##### DATA SHOWN #####

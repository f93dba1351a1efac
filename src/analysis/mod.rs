pub mod evaluator;
pub mod positions;
pub mod recommender;
pub mod strategy;
pub mod team_stats;
pub mod trait_analytics;
pub mod traits;
pub mod win_rate;
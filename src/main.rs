use clap::Parser;
use draft_sim::analysis::evaluator::{DraftEvaluation, DraftEvaluator};
use draft_sim::analysis::recommender::{best_recommendation, AiConfig, DraftRecommender};
use draft_sim::analysis::trait_analytics::{TraitAnalytics, DEFAULT_MIN_OPPORTUNITY};
use draft_sim::analysis::strategy::{StrategySelection, Style};
use draft_sim::config::Config;
use draft_sim::display::output::{
    display_balance_report, display_draft_board, display_error, display_evaluation,
    display_game_result, display_info, display_recommendations, display_series_summary,
    display_success, display_tournament, display_trait_report,
};
use draft_sim::draft::series::{BalanceReport, Series, SeriesMode, SeriesRecord};
use draft_sim::draft::state::{apply_draft_action, DraftState};
use draft_sim::draft::tournament::{play_exhibition, random_pairing, run_tournament};
use draft_sim::error::DraftError;
use draft_sim::error::AppError;
use draft_sim::model::champion::Catalog;
use draft_sim::model::team::{load_org_profiles, OrgProfile, PerSide, Side};
use indicatif::ProgressBar;
use rand::SeedableRng;
use rand_chacha::ChaCha8Rng;
use serde::Serialize;
use std::fs;
use std::path::PathBuf;
use tracing::{debug, info};
use tracing_subscriber::EnvFilter;

#[derive(Parser, Debug)]
#[command(name = "Draft Sim")]
#[command(about = "Simulate pick/ban drafts between two AI teams and score the result", long_about = None)]
struct Args {
    /// Champion catalog JSON (overrides DRAFT_CATALOG_PATH)
    #[arg(long)]
    catalog: Option<PathBuf>,

    /// Organization profiles JSON (overrides DRAFT_TEAMS_PATH)
    #[arg(long)]
    teams: Option<PathBuf>,

    /// Series format: single, bo3 or bo5
    #[arg(short, long, default_value = "single")]
    mode: String,

    /// Strategy for the home team: general, dive, poke, anti, early, mid, late
    #[arg(short, long, default_value = "general")]
    strategy: String,

    /// Side the home team drafts on in game 1
    #[arg(long, default_value = "blue")]
    side: String,

    /// Organization id for the home team
    #[arg(long)]
    home: Option<String>,

    /// Organization id for the away team
    #[arg(long)]
    away: Option<String>,

    /// RNG seed for outcome rolls (overrides DRAFT_SEED)
    #[arg(long)]
    seed: Option<u64>,

    /// Show the AI's top N candidates on every turn
    #[arg(long, default_value = "0")]
    show_candidates: usize,

    /// Play N independent AI-vs-AI games and report side balance
    #[arg(long)]
    balance: Option<usize>,

    /// Sample N random drafts and report how often each trait fires and pays off
    #[arg(long)]
    trait_report: Option<usize>,

    /// Run a knockout bracket between all loaded organizations
    #[arg(long)]
    tournament: bool,

    /// Print results as JSON instead of tables
    #[arg(long)]
    json: bool,
}

#[derive(Serialize)]
struct SeriesOutput<'a> {
    home: &'a str,
    away: &'a str,
    record: &'a SeriesRecord,
    evaluations: &'a [DraftEvaluation],
}

fn main() {
    tracing_subscriber::fmt()
        .with_env_filter(EnvFilter::from_default_env())
        .with_writer(std::io::stderr)
        .init();

    let args = Args::parse();

    if let Err(e) = run(args) {
        display_error(&e.to_string());
        std::process::exit(1);
    }
}

fn find_org<'a>(orgs: &'a [OrgProfile], id: Option<&str>) -> Result<Option<&'a OrgProfile>, AppError> {
    let Some(id) = id else {
        return Ok(None);
    };
    orgs.iter()
        .find(|org| org.id == id)
        .map(Some)
        .ok_or_else(|| AppError::ConfigError(format!("Unknown organization: {}", id)))
}

/// Let the AI make every move of one draft.
fn play_draft(
    catalog: &Catalog,
    evaluator: DraftEvaluator<'_>,
    ai: AiConfig,
    mut state: DraftState,
    show_candidates: usize,
) -> Result<DraftState, AppError> {
    let recommender = DraftRecommender::new(evaluator, ai);
    if show_candidates == 0 {
        return Ok(recommender.play_out(state)?);
    }
    while let Some(turn) = state.current_turn() {
        let recommendations = recommender.get_recommendations(&state)?;
        display_info(&format!(
            "Turn {} · {} {} ({} left in phase)",
            state.turn + 1,
            turn.side,
            turn.action,
            state.remaining_actions_in_phase()
        ));
        display_recommendations(catalog, &recommendations, show_candidates);
        let key = best_recommendation(&recommendations)
            .map(|rec| rec.key.clone())
            .ok_or(DraftError::NoLegalCandidates { turn: state.turn })?;
        debug!(turn = state.turn, side = %turn.side, action = %turn.action, key = %key, "draft action");
        state = apply_draft_action(catalog, &state, turn.side, &key)?;
    }
    Ok(state)
}

fn run(args: Args) -> Result<(), AppError> {
    let mut config = Config::from_env()?;
    if let Some(path) = args.catalog {
        config.catalog_path = path;
    }
    if let Some(path) = args.teams {
        config.teams_path = Some(path);
    }
    if let Some(seed) = args.seed {
        config.seed = Some(seed);
    }

    let mode = SeriesMode::parse(&args.mode)
        .ok_or_else(|| AppError::ConfigError(format!("Unknown mode: {}", args.mode)))?;
    let style = Style::parse(&args.strategy)
        .ok_or_else(|| AppError::ConfigError(format!("Unknown strategy: {}", args.strategy)))?;
    let first_side = Side::parse(&args.side)
        .ok_or_else(|| AppError::ConfigError(format!("Unknown side: {}", args.side)))?;

    let catalog = Catalog::from_json_str(&fs::read_to_string(&config.catalog_path)?)?;
    info!(champions = catalog.len(), path = %config.catalog_path.display(), "catalog loaded");

    let orgs = match &config.teams_path {
        Some(path) => load_org_profiles(&fs::read_to_string(path)?, &catalog)?,
        None => Vec::new(),
    };
    let home_org = find_org(&orgs, args.home.as_deref())?;
    let away_org = find_org(&orgs, args.away.as_deref())?;
    let home_name = home_org.map_or("Home", |org| org.name.as_str());
    let away_name = away_org.map_or("Away", |org| org.name.as_str());

    let seed = config.seed.unwrap_or_else(rand::random);
    let mut rng = ChaCha8Rng::seed_from_u64(seed);
    if !args.json {
        display_info(&format!("Seed: {}", seed));
    }

    if let Some(samples) = args.trait_report {
        let pb = ProgressBar::new(samples as u64);
        pb.set_message("Sampling random drafts");
        let mut analytics = TraitAnalytics::new();
        for _ in 0..samples {
            analytics.run_auto_sample(&catalog, &mut rng, 1);
            pb.inc(1);
        }
        pb.finish_with_message("✓ Trait sampling complete");

        let rows = analytics.rebalance_suggestions(DEFAULT_MIN_OPPORTUNITY);
        if args.json {
            println!("{}", serde_json::to_string_pretty(&rows)?);
        } else {
            display_trait_report(&analytics, &rows);
        }
        return Ok(());
    }

    if args.tournament {
        let record = run_tournament(&catalog, &orgs, config.ai, &mut rng)?;
        if args.json {
            println!("{}", serde_json::to_string_pretty(&record)?);
        } else {
            display_tournament(&record);
        }
        return Ok(());
    }

    if let Some(games) = args.balance {
        let pb = ProgressBar::new(games as u64);
        pb.set_message("Playing AI-vs-AI drafts");
        let mut report = BalanceReport::default();
        for _ in 0..games {
            let pairing = random_pairing(&orgs, &mut rng);
            let game = play_exhibition(&catalog, pairing, config.ai, &mut rng)?;
            let names = PerSide::new(
                pairing.blue.map(|org| org.name.as_str()),
                pairing.red.map(|org| org.name.as_str()),
            );
            report.record(&game.draft.slates, &game.evaluation, names, game.winner);
            pb.inc(1);
        }
        pb.finish_with_message("✓ Balance run complete");

        if args.json {
            println!("{}", serde_json::to_string_pretty(&report)?);
        } else {
            display_balance_report(&catalog, &report);
        }
        return Ok(());
    }

    let mut series = Series::new(mode, first_side);
    let mut evaluations = Vec::new();
    while !series.is_over() {
        let home_side = series.home_side();
        let orgs = match home_side {
            Side::Blue => PerSide::new(home_org, away_org),
            Side::Red => PerSide::new(away_org, home_org),
        };
        let evaluator = DraftEvaluator::new(&catalog)
            .with_strategy(StrategySelection {
                style,
                focus: home_side,
            })
            .with_orgs(orgs);

        let game_number = series.games().len() + 1;
        if !args.json {
            display_info(&format!(
                "Game {}: {} on {}, {} on {}",
                game_number,
                home_name,
                home_side,
                away_name,
                home_side.opponent()
            ));
        }
        let show = if args.json { 0 } else { args.show_candidates };
        let draft = play_draft(&catalog, evaluator, config.ai, series.next_draft(), show)?;
        let evaluation = evaluator.evaluate(&draft.slates);

        if !args.json {
            display_draft_board(&catalog, &draft, &format!("🎮 Game {} Draft", game_number));
            display_evaluation(&evaluation);
        }
        let game = series.record_game(&draft, evaluation.blue_win, &mut rng);
        if !args.json {
            display_game_result(game, home_name, away_name);
        }
        evaluations.push(evaluation);
    }

    let record = series.finish();
    if args.json {
        let output = SeriesOutput {
            home: home_name,
            away: away_name,
            record: &record,
            evaluations: &evaluations,
        };
        println!("{}", serde_json::to_string_pretty(&output)?);
    } else {
        display_series_summary(&record, home_name, away_name);
        display_success(&format!("Played {} game(s) in {}", record.games.len(), record.mode));
    }

    Ok(())
}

#####

WORK ORDER
Taking the entries above, write out exactly the lines starting with the line containing "config.teams_path = Some(path);" and going on through the line containing "let orgs = match &config.teams_path", both included, and nothing else.

SOLUTION TO THE EXERCISE
        config.teams_path = Some(path);
    }
    if let Some(seed) = args.seed {
        config.seed = Some(seed);
    }

    let mode = SeriesMode::parse(&args.mode)
        .ok_or_else(|| AppError::ConfigError(format!("Unknown mode: {}", args.mode)))?;
    let style = Style::parse(&args.strategy)
        .ok_or_else(|| AppError::ConfigError(format!("Unknown strategy: {}", args.strategy)))?;
    let first_side = Side::parse(&args.side)
        .ok_or_else(|| AppError::ConfigError(format!("Unknown side: {}", args.side)))?;

    let catalog = Catalog::from_json_str(&fs::read_to_string(&config.catalog_path)?)?;
    info!(champions = catalog.len(), path = %config.catalog_path.display(), "catalog loaded");

    let orgs = match &config.teams_path {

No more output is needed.